__Work item__:
One number is all that is asked for: the number of lines below that hold the string "second".

__Data for processing__:
[Start of section]

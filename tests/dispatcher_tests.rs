//! Tests for Dispatcher
//!
//! These tests verify:
//! - Index redirect to the default page
//! - View / edit / save flows, including missing pages
//! - 404 for paths outside the route table
//! - Storage failures surfacing as 500
//! - Link rendering and escaping in the view output
//! - Concurrent saves to one title

use std::fs;
use std::io;
use std::sync::Arc;
use std::thread;

use bytes::Bytes;
use pagewiki::config::Config;
use pagewiki::dispatcher::Dispatcher;
use pagewiki::protocol::{Method, Request, Response, Status, FORM_CONTENT_TYPE};
use pagewiki::storage::{FileStore, PageStore};
use pagewiki::templates::Templates;
use pagewiki::{Result, WikiError};
use tempfile::TempDir;

// =============================================================================
// Helper Functions
// =============================================================================

fn setup_temp_dispatcher() -> (TempDir, Dispatcher) {
    let temp_dir = TempDir::new().unwrap();
    let config = Config::builder().pages_dir(temp_dir.path()).build();
    let dispatcher = Dispatcher::open(config).unwrap();
    (temp_dir, dispatcher)
}

fn get(dispatcher: &Dispatcher, path: &str) -> Response {
    dispatcher.dispatch(&Request::get(path))
}

fn save(dispatcher: &Dispatcher, title: &str, body: &str) -> Response {
    dispatcher.dispatch(&Request::post_form(format!("/save/{}", title), &[("body", body)]))
}

/// Store whose writes always fail
struct ReadOnlyStore;

impl PageStore for ReadOnlyStore {
    fn load(&self, title: &str) -> Result<Bytes> {
        Err(WikiError::PageNotFound(title.to_string()))
    }

    fn save(&self, title: &str, _body: &[u8]) -> Result<()> {
        Err(WikiError::StorageWrite {
            title: title.to_string(),
            source: io::Error::new(io::ErrorKind::PermissionDenied, "disk is read-only"),
        })
    }
}

// =============================================================================
// Index Tests
// =============================================================================

#[test]
fn test_index_redirects_to_front_page() {
    let (_temp, dispatcher) = setup_temp_dispatcher();

    let response = get(&dispatcher, "/");

    assert_eq!(response.status, Status::Found);
    assert_eq!(response.location.as_deref(), Some("/view/FrontPage"));
}

#[test]
fn test_index_uses_configured_default_title() {
    let temp_dir = TempDir::new().unwrap();
    let config = Config::builder()
        .pages_dir(temp_dir.path())
        .default_title("Start_Here")
        .build();
    let dispatcher = Dispatcher::open(config).unwrap();

    let response = get(&dispatcher, "/");

    assert_eq!(response.location.as_deref(), Some("/view/Start_Here"));
}

#[test]
fn test_open_rejects_invalid_default_title() {
    let temp_dir = TempDir::new().unwrap();
    let config = Config::builder()
        .pages_dir(temp_dir.path())
        .default_title("../etc")
        .build();

    assert!(matches!(Dispatcher::open(config), Err(WikiError::Config(_))));
}

// =============================================================================
// View / Edit Tests
// =============================================================================

#[test]
fn test_view_missing_page_redirects_to_edit() {
    let (_temp, dispatcher) = setup_temp_dispatcher();

    let response = get(&dispatcher, "/view/Ghost");

    assert_eq!(response.status, Status::Found);
    assert_eq!(response.location.as_deref(), Some("/edit/Ghost"));
}

#[test]
fn test_view_unreadable_page_redirects_to_edit() {
    let (temp, dispatcher) = setup_temp_dispatcher();
    // A directory where the page file should be cannot be read as a page
    fs::create_dir(temp.path().join("Broken.txt")).unwrap();

    let response = get(&dispatcher, "/view/Broken");

    assert_eq!(response.status, Status::Found);
    assert_eq!(response.location.as_deref(), Some("/edit/Broken"));
}

#[test]
fn test_escaped_title_in_path_is_decoded() {
    let (_temp, dispatcher) = setup_temp_dispatcher();
    save(&dispatcher, "FrontPage", "front");

    let response = get(&dispatcher, "/view/Front%50age");

    assert_eq!(response.status, Status::Ok);
    assert!(response.body_text().contains("<h1>FrontPage</h1>"));
}

#[test]
fn test_edit_missing_page_shows_empty_form() {
    let (_temp, dispatcher) = setup_temp_dispatcher();

    let response = get(&dispatcher, "/edit/Ghost");
    let html = response.body_text();

    assert_eq!(response.status, Status::Ok);
    assert_eq!(response.content_type, Some(Response::HTML));
    assert!(html.contains("Editing Ghost"));
    assert!(html.contains("action=\"/save/Ghost\""));
    assert!(html.contains("cols=\"80\"></textarea>"));
}

#[test]
fn test_edit_existing_page_shows_raw_body() {
    let (_temp, dispatcher) = setup_temp_dispatcher();
    save(&dispatcher, "Home", "see [Other]");

    let html = get(&dispatcher, "/edit/Home").body_text();

    assert!(html.contains(">see [Other]</textarea>"));
    assert!(!html.contains("<a href=\"/view/Other\">"));
}

#[test]
fn test_view_renders_links() {
    let (_temp, dispatcher) = setup_temp_dispatcher();
    save(&dispatcher, "Home", "see [Home] and [Other_Page]");

    let response = get(&dispatcher, "/view/Home");
    let html = response.body_text();

    assert_eq!(response.status, Status::Ok);
    assert!(html.contains(
        "see <a href=\"/view/Home\">Home</a> and <a href=\"/view/Other_Page\">Other_Page</a>"
    ));
    assert!(html.contains("href=\"/edit/Home\""));
}

#[test]
fn test_view_renders_links_exactly_once() {
    let (_temp, dispatcher) = setup_temp_dispatcher();
    save(&dispatcher, "Home", "[Other]");

    let html = get(&dispatcher, "/view/Home").body_text();

    assert_eq!(html.matches("<a href=\"/view/Other\">Other</a>").count(), 1);
    assert!(!html.contains("&lt;a href"));
}

#[test]
fn test_view_escapes_page_markup() {
    let (_temp, dispatcher) = setup_temp_dispatcher();
    save(&dispatcher, "Home", "<script>alert(1)</script> [<img src=x>]");

    let html = get(&dispatcher, "/view/Home").body_text();

    assert!(!html.contains("<script>alert"));
    assert!(!html.contains("<img"));
    assert!(html.contains("&lt;script&gt;alert(1)&lt;/script&gt;"));
}

// =============================================================================
// Save Tests
// =============================================================================

#[test]
fn test_save_redirects_to_view_and_persists() {
    let (temp, dispatcher) = setup_temp_dispatcher();

    let response = save(&dispatcher, "Home", "hello\nworld");

    assert_eq!(response.status, Status::Found);
    assert_eq!(response.location.as_deref(), Some("/view/Home"));
    assert_eq!(fs::read(temp.path().join("Home.txt")).unwrap(), b"hello\nworld");
}

#[test]
fn test_save_overwrites_previous_body() {
    let (_temp, dispatcher) = setup_temp_dispatcher();

    save(&dispatcher, "Home", "first");
    save(&dispatcher, "Home", "second");

    assert_eq!(dispatcher.store().load("Home").unwrap(), Bytes::from("second"));
}

#[test]
fn test_save_without_body_field_stores_empty_page() {
    let (_temp, dispatcher) = setup_temp_dispatcher();

    let response = dispatcher.dispatch(&Request::post_form("/save/Blank", &[("other", "x")]));

    assert_eq!(response.status, Status::Found);
    assert_eq!(dispatcher.store().load("Blank").unwrap(), Bytes::new());
}

#[test]
fn test_save_reads_query_when_no_form_body() {
    let (_temp, dispatcher) = setup_temp_dispatcher();

    let request = Request::get("/save/Home").with_query(Some("body=from+query".to_string()));
    let response = dispatcher.dispatch(&request);

    assert_eq!(response.status, Status::Found);
    assert_eq!(dispatcher.store().load("Home").unwrap(), Bytes::from("from query"));
}

#[test]
fn test_save_keeps_non_utf8_bytes() {
    let (temp, dispatcher) = setup_temp_dispatcher();

    let request = Request::new(Method::Post, "/save/Bin").with_body(
        Some(FORM_CONTENT_TYPE.to_string()),
        Bytes::from_static(b"body=a%FFb%00%C3"),
    );
    let response = dispatcher.dispatch(&request);

    assert_eq!(response.status, Status::Found);
    assert_eq!(
        fs::read(temp.path().join("Bin.txt")).unwrap(),
        vec![b'a', 0xff, b'b', 0x00, 0xc3]
    );
}

#[test]
fn test_save_storage_failure_is_server_error() {
    let temp_dir = TempDir::new().unwrap();
    let config = Config::builder().pages_dir(temp_dir.path()).build();
    let dispatcher =
        Dispatcher::new(config, Arc::new(ReadOnlyStore), Templates::builtin().unwrap()).unwrap();

    let response = save(&dispatcher, "Home", "text");

    assert_eq!(response.status, Status::InternalServerError);
    assert!(response.location.is_none());
    assert_eq!(response.content_type, Some(Response::TEXT));
    assert!(response.body_text().contains("disk is read-only"));
}

#[test]
fn test_save_unwritable_file_is_server_error() {
    let (temp, dispatcher) = setup_temp_dispatcher();
    fs::create_dir(temp.path().join("Broken.txt")).unwrap();

    let response = save(&dispatcher, "Broken", "text");

    assert_eq!(response.status, Status::InternalServerError);
    assert!(response.location.is_none());
    assert!(response.body_text().contains("failed to save page Broken"));
    assert!(temp.path().join("Broken.txt").is_dir());
}

// =============================================================================
// Routing Tests
// =============================================================================

#[test]
fn test_invalid_titles_are_not_found_for_every_operation() {
    let (temp, dispatcher) = setup_temp_dispatcher();

    for op in ["view", "edit", "save"] {
        for title in ["a.b", "a b", "..", "a/b", "x\ty", "Home!"] {
            let path = format!("/{}/{}", op, title);
            let response = dispatcher.dispatch(&Request::post_form(path.clone(), &[("body", "x")]));

            assert_eq!(response.status, Status::NotFound, "{path:?}");
            assert_eq!(response.body_text(), "404 page not found\n");
        }
    }

    assert_eq!(fs::read_dir(temp.path()).unwrap().count(), 0);
}

#[test]
fn test_unknown_paths_are_not_found() {
    let (_temp, dispatcher) = setup_temp_dispatcher();

    for path in ["/favicon.ico", "/view", "/view/", "/delete/Home", "/view/Home/extra"] {
        assert_eq!(get(&dispatcher, path).status, Status::NotFound, "{path:?}");
    }
}

// =============================================================================
// Concurrency Tests
// =============================================================================

#[test]
fn test_concurrent_saves_last_writer_wins() {
    let (_temp, dispatcher) = setup_temp_dispatcher();
    let dispatcher = Arc::new(dispatcher);
    let body_a = "A".repeat(64 * 1024);
    let body_b = "B".repeat(64 * 1024);

    let handles: Vec<_> = [body_a.clone(), body_b.clone()]
        .into_iter()
        .map(|body| {
            let dispatcher = Arc::clone(&dispatcher);
            thread::spawn(move || {
                for _ in 0..20 {
                    let response = save(&dispatcher, "Shared", &body);
                    assert_eq!(response.status, Status::Found);
                }
            })
        })
        .collect();

    for handle in handles {
        handle.join().unwrap();
    }

    let stored = dispatcher.store().load("Shared").unwrap();
    assert!(stored == body_a.as_bytes() || stored == body_b.as_bytes());
}

#[test]
fn test_dispatcher_over_file_store() {
    let temp_dir = TempDir::new().unwrap();
    let store = Arc::new(FileStore::open(temp_dir.path()).unwrap());
    let config = Config::builder().pages_dir(temp_dir.path()).build();
    let dispatcher = Dispatcher::new(config, store.clone(), Templates::builtin().unwrap()).unwrap();

    save(&dispatcher, "Home", "x");

    assert_eq!(store.load("Home").unwrap(), Bytes::from("x"));
}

[End of section]

__Solved problem__:
2